Turn. DC 6 times in the second stitch. Skip the next stitch and single crochet (SC) in the following one. Skip the next stitch and DC 6 in the following one. Continue in this pattern all the way across the row. Each one of these scallops is a petal of the rose. Bind off.

The second row creates the petals.
Pam Hillestad

Creating the Rose

Thread the initial tail of yarn through a craft needle. Starting with this tail end, roll the row inward, starting from the beginning stitch and following the natural path of the curl. Roll one petal and hold the roll in place at the bottom. Run a stitch through the chain row in order to hold the rose together. Continue rolling and stitching until the whole roll is wrapped around and stitched together. Finish the ends by pulling them through.

Roll each scallop and sew at bottom edge.
Pam Hillestad

Tips

  • Roll the row together tightly for a tight, smaller rose and loosely for a large one. Also experiment with different size crochet hooks. A smaller hook will create a smaller rose, while a larger hook will result in a larger rose.

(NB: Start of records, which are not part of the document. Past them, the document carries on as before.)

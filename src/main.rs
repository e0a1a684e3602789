//! perfshift - fleet engine performance-shift attribution
//!
//! One invocation is one batch run:
//!
//! ```text
//! library/<phase>.signatures.csv ──┐
//! state/<phase>.history.jsonl  ────┼─► merge ─► pipeline ─► output/*.report.csv
//! input/<phase>.csv ───────────────┘                   └──► state/<phase>.history.jsonl
//! ```

use std::collections::BTreeMap;
use std::path::{Path, PathBuf};

use anyhow::{bail, Context, Result};
use clap::Parser;
use tracing::{info, warn};

use perfshift::config::{ConfigError, PipelineConfig};
use perfshift::pipeline::{merge_ingest, Pipeline};
use perfshift::storage::{self, MERGED_REPORT_FILE, SUMMARY_REPORT_FILE};
use perfshift::types::FlightPhase;

// ============================================================================
// CLI Arguments
// ============================================================================

#[derive(Parser, Debug)]
#[command(name = "perfshift")]
#[command(about = "Fleet engine performance-shift attribution pipeline")]
#[command(version)]
struct CliArgs {
    #[command(subcommand)]
    command: SubCommand,
}

#[derive(clap::Subcommand, Debug)]
enum SubCommand {
    /// Ingest new observations, run every stage and write checkpoints and reports
    Run(RunArgs),

    /// Validate a configuration file and print the effective values
    CheckConfig {
        /// Path to the TOML file
        path: PathBuf,
    },
}

#[derive(clap::Args, Debug)]
struct RunArgs {
    /// Directory holding `<phase>.csv` files of newly reported observations
    #[arg(long, env = "PERFSHIFT_INPUT_DIR")]
    input_dir: PathBuf,

    /// Directory holding `<phase>.signatures.csv` signature libraries
    #[arg(long, env = "PERFSHIFT_LIBRARY_DIR")]
    library_dir: PathBuf,

    /// Directory holding `<phase>.history.jsonl` checkpoints (created if absent)
    #[arg(long, env = "PERFSHIFT_STATE_DIR")]
    state_dir: PathBuf,

    /// Directory reports are written to (created if absent)
    #[arg(long, env = "PERFSHIFT_OUTPUT_DIR")]
    output_dir: PathBuf,

    /// Explicit config file; must load. Without it the standard search order applies
    #[arg(long)]
    config: Option<PathBuf>,
}

// ============================================================================
// Main Entry Point
// ============================================================================

#[tokio::main]
async fn main() -> Result<()> {
    tracing_subscriber::fmt()
        .with_env_filter(
            tracing_subscriber::EnvFilter::try_from_default_env()
                .unwrap_or_else(|_| tracing_subscriber::EnvFilter::new("info")),
        )
        .with_target(false)
        .init();

    let args = CliArgs::parse();
    match args.command {
        SubCommand::Run(run_args) => run(run_args).await,
        SubCommand::CheckConfig { path } => check_config(&path),
    }
}

async fn run(args: RunArgs) -> Result<()> {
    let config = match &args.config {
        Some(path) => PipelineConfig::load_from_file(path)
            .with_context(|| format!("Failed to load config {}", path.display()))?,
        None => PipelineConfig::load(),
    };
    let retain_points = config.history.retain_points;

    let libraries = storage::load_libraries(&args.library_dir);
    let pipeline = Pipeline::new(config, libraries).context("Failed to initialise pipeline")?;

    // A corrupt checkpoint or input file aborts before anything is overwritten
    let mut tables = BTreeMap::new();
    for phase in FlightPhase::ALL {
        let checkpoint = storage::checkpoint_path(&args.state_dir, phase);
        let history = storage::load_checkpoint(&checkpoint, phase)
            .with_context(|| format!("Failed to load {phase} history"))?;
        let input = storage::observations_path(&args.input_dir, phase);
        let incoming = storage::read_observations(&input, phase)
            .with_context(|| format!("Failed to read {phase} observations"))?;
        tables.insert(phase, merge_ingest(history, incoming, retain_points));
    }

    let output = pipeline.run(tables).await;
    for stage in &output.report.stages {
        info!("{}", stage);
    }
    let failed = output.report.failed_phases();

    for (phase, mut table) in output.tables {
        storage::write_phase_report(&storage::phase_report_path(&args.output_dir, phase), &table, pipeline.config())
            .with_context(|| format!("Failed to write {phase} report"))?;

        // Keep the previous checkpoint so the same observations are retried next run
        if failed.contains(&phase) {
            warn!(phase = %phase, "Phase failed, checkpoint left untouched");
            continue;
        }
        table.seal();
        storage::save_checkpoint(&storage::checkpoint_path(&args.state_dir, phase), &table)
            .with_context(|| format!("Failed to save {phase} checkpoint"))?;
    }

    storage::write_merged_report(&args.output_dir.join(MERGED_REPORT_FILE), &output.correlation)
        .context("Failed to write merged report")?;
    storage::write_summary_report(&args.output_dir.join(SUMMARY_REPORT_FILE), &output.correlation)
        .context("Failed to write summary report")?;

    let fired: Vec<String> = output
        .correlation
        .fired_installations()
        .map(|s| s.installation.to_string())
        .collect();
    info!(fired = fired.len(), "Installations with a DN fire: {}", fired.join(", "));

    if !failed.is_empty() {
        bail!("{} phase(s) failed: {:?}", failed.len(), failed);
    }
    Ok(())
}

fn check_config(path: &Path) -> Result<()> {
    match PipelineConfig::load_from_file(path) {
        Ok(config) => {
            println!("{} is valid. Effective configuration:\n", path.display());
            println!("{}", config.to_toml()?);
            Ok(())
        }
        Err(ConfigError::Validation(errors)) => {
            for e in &errors {
                println!("error: {e}");
            }
            bail!("{} has {} validation error(s)", path.display(), errors.len())
        }
        Err(e) => Err(e).with_context(|| format!("Failed to load {}", path.display())),
    }
}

The finished rose is rolled and then sewn.
Pam Hillestad

Tips

  • Roses can be made in a number of ways and can be used in so many forms: sew them on a hat or a headband, set one at each place setting for a dinner party, use them as button covers on a sweater or decorate a pillow with them. Simply use your imagination. Once you've mastered this rose, you can move on to hundreds of other flower patterns.

References

About the Author

Long-time writer, quilter, knitter, crocheter and all-around crafter, Pam Hillestad also teaches high school English, and helps high school seniors get in touch with their creative genius before they head out into the real world.